Igreja Universal do Reindo de Deus em Campo Grande foi condenada a restituir o valor de R$ 23 mil  a um comerciante que, se viu obrigado a doar um veículo modelo Gol 1.0, modelo 2007/2008, financiado para uso em seu restaurante. O homem moveu ação judicial alegando que foi à falência em razão de todo o constrangimento que sofreu ao ter que entregar o automóvel. Conforme decisão dos desembargadores da 5ª Câmara Cível, o critério subjetivo da fé não pode servir como justificativa para manutenção de práticas que visam coagir e induzir pessoas ao erro.

O comerciante explicou que em meados de 2006, passava por dificuldades financeiras e começou a frequentar a igreja. Por ser pessoa simples, de condição financeira precária e estar debilitado emocionalmente, era facilmente manipulado e ludibriado pelos pastores. No ano de 2009, passou a participar das chamadas Fogueiras Santas, onde teve que realizar inúmeras doações em dinheiro para buscar a fé perfeita e seu encontro com Deus, e, sob forte pressão psicológica, doou seu único bem: o veículo Gol 1.0.  Naquela oportunidade, como forma de compensação ou deboche, recebeu uma chave de um carro importado que, segundo os pastores, seria o que Deus iria lhe dar em troca.

A vítima tinha um pequeno restaurante, em um prédio alugado, e, por meio de financiamento, adquiriu o veículo para entregar marmitas e comprar mercadorias. Não tinha outros bens ou reservas. Alega que, em razão da lavagem cerebral a que foi submetido, entregou o único veículo que dava suporte a sua atividade financeira, na época em que passava por dificuldades. Ele reforça ter sofrido abuso de direito para a doação, mediante coação moral, e que o ato de entrega do bem fora relevante para o declínio da situação financeira, pois passou a não ter mais condições de suportar nem mesmo as despesas mais simples, ficando falido e sendo despejado.

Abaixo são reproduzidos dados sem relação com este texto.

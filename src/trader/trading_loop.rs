//! Periodic strategy evaluation loop
//!
//! Lifecycle: `Idle` → `Running` → `Stopped`. A stopped trader cannot be
//! restarted; build a new one instead.

use std::sync::Arc;

use tokio::sync::{mpsc, watch};
use tokio::task::JoinHandle;
use tracing::{debug, error, info, instrument, warn};

use crate::common::channels::{create_event_channel, EventSender};
use crate::common::errors::{Result, TraderError};
use crate::common::traits::SharedExchangeClient;
use crate::common::types::SubscriptionId;
use crate::config::TraderSettings;
use crate::store::{BalanceStore, SharedBalanceStore, SharedTickerStore, TickerStore};
use crate::strategy::{StrategyContext, StrategyRegistry};
use crate::trader::action_processor::ActionProcessor;
use crate::trader::feed::MarketFeed;

/// Lifecycle state of a [`Trader`]
#[derive(Debug, Clone, Copy, PartialEq, Eq)]
pub enum TraderState {
    Idle,
    Running,
    Stopped,
}

/// Requests accepted by a running trader
#[derive(Debug, Clone, PartialEq, Eq)]
pub enum TraderCommand {
    /// Switch the active strategy at the next iteration
    SelectStrategy(String),
}

/// Cloneable control handle for a [`Trader`]
///
/// Remains usable while `run` borrows the trader.
#[derive(Clone)]
pub struct TraderHandle {
    shutdown_tx: Arc<watch::Sender<bool>>,
    command_tx: mpsc::UnboundedSender<TraderCommand>,
}

impl TraderHandle {
    /// Ask the loop to exit at its next iteration boundary
    ///
    /// An in-progress sleep is allowed to finish.
    pub fn stop(&self) {
        self.shutdown_tx.send_replace(true);
    }

    /// Queue a strategy change
    pub fn select_strategy(&self, name: impl Into<String>) -> Result<()> {
        self.command_tx
            .send(TraderCommand::SelectStrategy(name.into()))
            .map_err(|e| TraderError::ChannelSend(e.to_string()))
    }

    pub fn is_stop_requested(&self) -> bool {
        *self.shutdown_tx.borrow()
    }
}

/// Owns the stores, the strategy registry and the exchange subscriptions
pub struct Trader {
    settings: TraderSettings,
    client: SharedExchangeClient,
    tickers: SharedTickerStore,
    balances: SharedBalanceStore,
    registry: StrategyRegistry,
    processor: ActionProcessor,
    state: TraderState,
    subscriptions: Vec<SubscriptionId>,
    failed_subscriptions: Vec<String>,
    shutdown_tx: Arc<watch::Sender<bool>>,
    shutdown_rx: watch::Receiver<bool>,
    command_tx: mpsc::UnboundedSender<TraderCommand>,
    command_rx: mpsc::UnboundedReceiver<TraderCommand>,
}

impl Trader {
    pub fn new(
        settings: TraderSettings,
        client: SharedExchangeClient,
        registry: StrategyRegistry,
    ) -> Self {
        let tickers = Arc::new(TickerStore::new(settings.ticker_symbols.iter()));
        let balances = Arc::new(BalanceStore::new());
        let processor = ActionProcessor::new(Arc::clone(&client), Arc::clone(&balances));
        let (shutdown_tx, shutdown_rx) = watch::channel(false);
        let (command_tx, command_rx) = mpsc::unbounded_channel();

        Self {
            settings,
            client,
            tickers,
            balances,
            registry,
            processor,
            state: TraderState::Idle,
            subscriptions: Vec::new(),
            failed_subscriptions: Vec::new(),
            shutdown_tx: Arc::new(shutdown_tx),
            shutdown_rx,
            command_tx,
            command_rx,
        }
    }

    pub fn handle(&self) -> TraderHandle {
        TraderHandle {
            shutdown_tx: Arc::clone(&self.shutdown_tx),
            command_tx: self.command_tx.clone(),
        }
    }

    pub fn state(&self) -> TraderState {
        self.state
    }

    pub fn tickers(&self) -> &SharedTickerStore {
        &self.tickers
    }

    pub fn balances(&self) -> &SharedBalanceStore {
        &self.balances
    }

    /// Streams whose subscription failed during startup
    pub fn failed_subscriptions(&self) -> &[String] {
        &self.failed_subscriptions
    }

    pub fn active_strategy(&self) -> Option<&str> {
        self.registry.active_name()
    }

    /// Start the trader and evaluate the strategy until stopped
    ///
    /// Fails without side effects if the configured strategy is unknown,
    /// and fails if the exchange cannot be connected. Stream subscription
    /// failures are logged and recorded but do not abort the run.
    #[instrument(skip(self), fields(exchange = %self.client.exchange_name()))]
    pub async fn run(&mut self) -> Result<()> {
        if self.state != TraderState::Idle {
            return Err(TraderError::InvalidState(format!(
                "run called while {:?}",
                self.state
            )));
        }

        self.registry.select(&self.settings.selected_strategy)?;
        self.client.connect().await?;

        let (sender, receiver) = create_event_channel();
        let feed = MarketFeed::new(Arc::clone(&self.tickers), Arc::clone(&self.balances))
            .spawn(receiver);

        self.state = TraderState::Running;
        self.subscribe_streams(&sender).await;
        drop(sender);

        let interval = self.settings.strategy_interval();
        info!(
            strategy = ?self.registry.active_name(),
            interval_ms = %interval.as_millis(),
            symbols = ?self.settings.ticker_symbols,
            "trader started"
        );

        while !*self.shutdown_rx.borrow() {
            self.run_iteration().await;
            tokio::time::sleep(interval).await;
        }

        info!("stop requested, shutting down");
        self.shutdown(feed).await;
        Ok(())
    }

    async fn subscribe_streams(&mut self, sender: &EventSender) {
        match self.client.subscribe_balances(sender.clone()).await {
            Ok(id) => self.subscriptions.push(id),
            Err(e) => self.record_failed_subscription("balances", e),
        }

        for symbol in self.tickers.symbols() {
            match self.client.subscribe_ticker(&symbol, sender.clone()).await {
                Ok(id) => self.subscriptions.push(id),
                Err(e) => self.record_failed_subscription(&format!("ticker:{symbol}"), e),
            }
        }
    }

    fn record_failed_subscription(&mut self, stream: &str, reason: TraderError) {
        let err = TraderError::SubscriptionFailed {
            stream: stream.to_string(),
            reason: reason.to_string(),
        };
        error!(error = %err, "subscription failed, continuing without it");
        self.failed_subscriptions.push(stream.to_string());
    }

    async fn run_iteration(&mut self) {
        self.apply_commands();

        let ctx = self.build_context();
        let Some(action) = self.registry.determine_action(&ctx) else {
            debug!("strategy produced no action");
            return;
        };

        if action.is_hold() {
            if self.settings.log_hold_actions {
                info!(symbol = %action.symbol(), "hold");
            } else {
                debug!(symbol = %action.symbol(), "hold");
            }
            return;
        }

        // Rejections and placement failures are logged by the processor
        if let Ok(Some(receipt)) = self.processor.process(&action).await {
            debug!(order_ids = ?receipt.order_ids, "iteration placed order");
        }
    }

    fn apply_commands(&mut self) {
        while let Ok(command) = self.command_rx.try_recv() {
            match command {
                TraderCommand::SelectStrategy(name) => {
                    // Unknown names keep the current strategy
                    let _ = self.registry.select(&name);
                }
            }
        }
    }

    fn build_context(&self) -> StrategyContext {
        StrategyContext::new(
            self.tickers.snapshot(),
            self.balances.lookup(&self.settings.wallet_asset),
            self.settings.wallet_asset.clone(),
        )
    }

    async fn shutdown(&mut self, feed: JoinHandle<()>) {
        for id in self.subscriptions.drain(..) {
            if let Err(e) = self.client.unsubscribe(id).await {
                warn!(subscription = %id, error = %e, "unsubscribe failed");
            }
        }
        if let Err(e) = self.client.disconnect().await {
            warn!(error = %e, "disconnect failed");
        }

        feed.abort();
        let _ = feed.await;

        self.state = TraderState::Stopped;
        info!("trader stopped");
    }
}

#[cfg(test)]
mod tests {
    use super::*;
    use crate::common::traits::MockExchangeClient;
    use crate::strategy::StrategyParams;
    use std::time::Duration;

    fn settings(strategy: &str) -> TraderSettings {
        TraderSettings {
            ticker_symbols: vec!["BTC/USD".to_string()],
            strategy_interval_ms: 20,
            selected_strategy: strategy.to_string(),
            wallet_asset: "USD".to_string(),
            log_hold_actions: false,
            dry_run: false,
        }
    }

    fn registry() -> StrategyRegistry {
        StrategyRegistry::with_builtin(StrategyParams::default())
    }

    #[tokio::test]
    async fn test_unknown_initial_strategy_fails_before_connecting() {
        let mut mock = MockExchangeClient::new();
        mock.expect_connect().times(0);
        mock.expect_exchange_name().return_const("mock");

        let mut trader = Trader::new(settings("missing"), Arc::new(mock), registry());
        let err = trader.run().await.unwrap_err();

        assert!(matches!(err, TraderError::StrategyNotFound(ref n) if n == "missing"));
        assert_eq!(trader.state(), TraderState::Idle);
    }

    #[tokio::test]
    async fn test_connect_failure_is_fatal() {
        let mut mock = MockExchangeClient::new();
        mock.expect_connect()
            .times(1)
            .returning(|| Err(TraderError::WebSocketConnection("refused".into())));
        mock.expect_subscribe_balances().times(0);
        mock.expect_exchange_name().return_const("mock");

        let mut trader = Trader::new(settings("fifty_fifty"), Arc::new(mock), registry());
        assert!(matches!(
            trader.run().await,
            Err(TraderError::WebSocketConnection(_))
        ));
    }

    #[tokio::test]
    async fn test_failed_subscriptions_are_recorded_and_loop_stops() {
        let mut mock = MockExchangeClient::new();
        mock.expect_connect().returning(|| Ok(()));
        mock.expect_subscribe_balances()
            .returning(|_| Err(TraderError::Authentication("no credentials".into())));
        mock.expect_subscribe_ticker()
            .returning(|_, _| Ok(SubscriptionId(1)));
        mock.expect_unsubscribe()
            .withf(|id| *id == SubscriptionId(1))
            .times(1)
            .returning(|_| Ok(()));
        mock.expect_disconnect().times(1).returning(|| Ok(()));
        mock.expect_place_market_order().times(0);
        mock.expect_exchange_name().return_const("mock");

        let mut trader = Trader::new(settings("fifty_fifty"), Arc::new(mock), registry());
        let handle = trader.handle();

        tokio::spawn(async move {
            tokio::time::sleep(Duration::from_millis(60)).await;
            handle.stop();
        });

        trader.run().await.unwrap();

        assert_eq!(trader.state(), TraderState::Stopped);
        assert_eq!(trader.failed_subscriptions(), ["balances".to_string()]);
        assert!(matches!(trader.run().await, Err(TraderError::InvalidState(_))));
    }

    #[tokio::test]
    async fn test_select_strategy_command_applies_at_next_iteration() {
        let mut trader = Trader::new(
            settings("fifty_fifty"),
            Arc::new(MockExchangeClient::new()),
            registry(),
        );
        trader.registry.select("fifty_fifty").unwrap();

        let handle = trader.handle();
        handle.select_strategy("plus_two_minus_two").unwrap();
        handle.select_strategy("NoSuchStrategy").unwrap();
        trader.apply_commands();

        assert_eq!(trader.active_strategy(), Some("plus_two_minus_two"));
    }

    #[test]
    fn test_stop_flag_is_shared_with_handles() {
        let trader = Trader::new(
            settings("fifty_fifty"),
            Arc::new(MockExchangeClient::new()),
            registry(),
        );
        let handle = trader.handle();
        assert!(!handle.is_stop_requested());
        handle.clone().stop();
        assert!(handle.is_stop_requested());
        assert!(*trader.shutdown_rx.borrow());
    }
}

Para o desembargador Sideni Soncini Pimentel, autor do voto condutor do acórdão, as provas dos autos demonstram que o comerciante não só participava dos cultos da referida igreja como também era fiel fervoroso, extremamente centrado nos ensinamentos da congregação, chegando a exceder em razão das suas convicções religiosas. “Levando em consideração o grau de comprometimento que possuía com a igreja, certamente o maior temor era não só a desaprovação Divina e sua ira como também da própria igreja. Daí que, psicologicamente, a doação passa a ser dever e não liberalidade”, escreveu em seu voto.

No entender do desembargador, o comerciante foi induzido ao erro substancial, ao acreditar que a doação de seu veículo à igreja poderia resolver seus problemas financeiros, baseados na confiança depositada das palavras do pastor naquele momento. O magistrado destacou ainda que o critério da fé não pode servir como motivo de coação, fazendo com que a pessoas doem dinheiro ou bens necessários à subsistência e que, a rigor, não seriam suscetíveis de doação para garantir vida eterna no céu ou bens materiais ainda neste mundo.

“Diante disso, considerando que o apelante fora vítima de coação moral e erro substancial que o levou a acreditar que ao doar seu único veículo à igreja receberia a benção financeira desejada, representada por um veículo importado, declaro a nulidade da doação e a igreja deverá proceder à restituição do valor equivalente R$ 23.000,00”.